START Study material

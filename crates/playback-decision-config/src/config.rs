// crates/playback-decision-config/src/config.rs
// ============================================================================
// Module: Playback Decision Configuration
// Description: Configuration loading and validation for the decision engine.
// Purpose: Provide strict, fail-closed config parsing with hard limits.
// Dependencies: playback-decision-core, serde, toml
// ============================================================================

//! ## Overview
//! Configuration is loaded from a TOML file with strict size and path limits.
//! Every section is optional and falls back to engine defaults, but any value
//! that is present must validate. Invalid configuration fails closed.

// ============================================================================
// SECTION: Imports
// ============================================================================

use std::env;
use std::fs;
use std::path::Path;
use std::path::PathBuf;

use playback_decision_core::DEFAULT_HASH_ALGORITHM;
use playback_decision_core::EngineConfig;
use playback_decision_core::runtime::DEFAULT_MAX_INPUT_BYTES;
use serde::Deserialize;
use serde::Serialize;
use thiserror::Error;

// ============================================================================
// SECTION: Constants
// ============================================================================

/// Default configuration filename when no path is specified.
pub const DEFAULT_CONFIG_NAME: &str = "playback-decision.toml";
/// Environment variable used to override the config path.
pub const CONFIG_ENV_VAR: &str = "PLAYBACK_DECISION_CONFIG";
/// Maximum configuration file size in bytes.
pub(crate) const MAX_CONFIG_FILE_SIZE: usize = 1024 * 1024;
/// Maximum length of a single path component.
pub(crate) const MAX_PATH_COMPONENT_LENGTH: usize = 255;
/// Maximum total path length.
pub(crate) const MAX_TOTAL_PATH_LENGTH: usize = 4096;
/// Upper bound for the accepted request body size.
pub const MAX_INPUT_BYTES_LIMIT: usize = 1024 * 1024;

// ============================================================================
// SECTION: Configuration Types
// ============================================================================

/// Playback decision configuration.
#[derive(Debug, Clone, Default, PartialEq, Eq, Deserialize, Serialize)]
pub struct DecisionConfig {
    /// Engine limits.
    #[serde(default)]
    pub engine: EngineSection,
    /// Telemetry toggles.
    #[serde(default)]
    pub telemetry: TelemetryConfig,
    /// Log output configuration.
    #[serde(default)]
    pub logging: LoggingConfig,
}

impl DecisionConfig {
    /// Loads configuration from disk using the default resolution rules.
    ///
    /// # Errors
    ///
    /// Returns [`ConfigError`] when loading or validation fails.
    pub fn load(path: Option<&Path>) -> Result<Self, ConfigError> {
        let resolved = resolve_path(path)?;
        validate_path(&resolved)?;
        let bytes = fs::read(&resolved).map_err(|err| ConfigError::Io(err.to_string()))?;
        if bytes.len() > MAX_CONFIG_FILE_SIZE {
            return Err(ConfigError::Invalid("config file exceeds size limit".to_string()));
        }
        let content = std::str::from_utf8(&bytes)
            .map_err(|_| ConfigError::Invalid("config file must be utf-8".to_string()))?;
        Self::from_toml(content)
    }

    /// Loads configuration when a path was given or the override variable is
    /// set; otherwise loads the default file if it exists and falls back to
    /// defaults when it does not.
    ///
    /// # Errors
    ///
    /// Returns [`ConfigError`] when an explicitly requested file fails to load
    /// or any loaded file is invalid.
    pub fn load_or_default(path: Option<&Path>) -> Result<Self, ConfigError> {
        if path.is_some() || env::var_os(CONFIG_ENV_VAR).is_some() {
            return Self::load(path);
        }
        if Path::new(DEFAULT_CONFIG_NAME).is_file() {
            return Self::load(None);
        }
        Ok(Self::default())
    }

    /// Parses and validates configuration text.
    ///
    /// # Errors
    ///
    /// Returns [`ConfigError`] when parsing or validation fails.
    pub fn from_toml(content: &str) -> Result<Self, ConfigError> {
        let config: Self =
            toml::from_str(content).map_err(|err| ConfigError::Parse(err.to_string()))?;
        config.validate()?;
        Ok(config)
    }

    /// Validates the configuration for internal consistency.
    ///
    /// # Errors
    ///
    /// Returns [`ConfigError`] when configuration is invalid.
    pub fn validate(&self) -> Result<(), ConfigError> {
        self.engine.validate()?;
        Ok(())
    }

    /// Returns the engine configuration described by this file.
    #[must_use]
    pub const fn engine_config(&self) -> EngineConfig {
        EngineConfig {
            max_input_bytes: self.engine.max_input_bytes,
            hash_algorithm: DEFAULT_HASH_ALGORITHM,
        }
    }
}

/// Engine limits.
#[derive(Debug, Clone, PartialEq, Eq, Deserialize, Serialize)]
pub struct EngineSection {
    /// Maximum accepted request body size in bytes.
    #[serde(default = "default_max_input_bytes")]
    pub max_input_bytes: usize,
}

impl Default for EngineSection {
    fn default() -> Self {
        Self {
            max_input_bytes: default_max_input_bytes(),
        }
    }
}

impl EngineSection {
    /// Validates engine configuration.
    fn validate(&self) -> Result<(), ConfigError> {
        if self.max_input_bytes == 0 {
            return Err(ConfigError::Invalid(
                "engine.max_input_bytes must be greater than zero".to_string(),
            ));
        }
        if self.max_input_bytes > MAX_INPUT_BYTES_LIMIT {
            return Err(ConfigError::Invalid(format!(
                "engine.max_input_bytes must be at most {MAX_INPUT_BYTES_LIMIT}"
            )));
        }
        Ok(())
    }
}

/// Telemetry toggles.
#[derive(Debug, Clone, PartialEq, Eq, Deserialize, Serialize)]
pub struct TelemetryConfig {
    /// Emit the per-call decision span and counter.
    #[serde(default = "default_telemetry_enabled")]
    pub enabled: bool,
}

impl Default for TelemetryConfig {
    fn default() -> Self {
        Self {
            enabled: default_telemetry_enabled(),
        }
    }
}

/// Log output configuration.
#[derive(Debug, Clone, Default, PartialEq, Eq, Deserialize, Serialize)]
pub struct LoggingConfig {
    /// Default level filter when `RUST_LOG` is unset.
    #[serde(default)]
    pub level: LogLevel,
    /// Output format.
    #[serde(default)]
    pub format: LogFormat,
}

/// Log level filter.
#[derive(Debug, Clone, Copy, PartialEq, Eq, Deserialize, Serialize, Default)]
#[serde(rename_all = "snake_case")]
pub enum LogLevel {
    /// Errors only.
    Error,
    /// Warnings and errors.
    Warn,
    /// Informational output.
    #[default]
    Info,
    /// Debug output.
    Debug,
    /// Everything.
    Trace,
}

impl LogLevel {
    /// Returns the filter directive for the level.
    #[must_use]
    pub const fn as_str(self) -> &'static str {
        match self {
            Self::Error => "error",
            Self::Warn => "warn",
            Self::Info => "info",
            Self::Debug => "debug",
            Self::Trace => "trace",
        }
    }
}

/// Log output format.
#[derive(Debug, Clone, Copy, PartialEq, Eq, Deserialize, Serialize, Default)]
#[serde(rename_all = "snake_case")]
pub enum LogFormat {
    /// Human-readable lines.
    #[default]
    Text,
    /// One JSON object per line.
    Json,
}

// ============================================================================
// SECTION: Errors
// ============================================================================

/// Configuration loading or validation errors.
#[derive(Debug, Error)]
pub enum ConfigError {
    /// I/O failure while reading configuration.
    #[error("config io error: {0}")]
    Io(String),
    /// TOML parsing error.
    #[error("config parse error: {0}")]
    Parse(String),
    /// Invalid configuration data.
    #[error("invalid config: {0}")]
    Invalid(String),
}

// ============================================================================
// SECTION: Helpers
// ============================================================================

/// Resolves the config path from CLI or environment defaults.
fn resolve_path(path: Option<&Path>) -> Result<PathBuf, ConfigError> {
    if let Some(path) = path {
        return Ok(path.to_path_buf());
    }
    if let Ok(env_path) = env::var(CONFIG_ENV_VAR) {
        if env_path.len() > MAX_TOTAL_PATH_LENGTH {
            return Err(ConfigError::Invalid("config path exceeds max length".to_string()));
        }
        return Ok(PathBuf::from(env_path));
    }
    Ok(PathBuf::from(DEFAULT_CONFIG_NAME))
}

/// Validates the resolved path against security limits.
fn validate_path(path: &Path) -> Result<(), ConfigError> {
    let text = path.to_string_lossy();
    if text.len() > MAX_TOTAL_PATH_LENGTH {
        return Err(ConfigError::Invalid("config path exceeds max length".to_string()));
    }
    for component in path.components() {
        let value = component.as_os_str().to_string_lossy();
        if value.len() > MAX_PATH_COMPONENT_LENGTH {
            return Err(ConfigError::Invalid("config path component too long".to_string()));
        }
    }
    Ok(())
}

/// Default request body limit.
const fn default_max_input_bytes() -> usize {
    DEFAULT_MAX_INPUT_BYTES
}

/// Telemetry is on unless disabled.
const fn default_telemetry_enabled() -> bool {
    true
}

END Study material

--- Exercise requirements ---
Among the entries above, some lines may hold the string "falls". State how many, and give nothing but the number.

--- Result of the task ---
2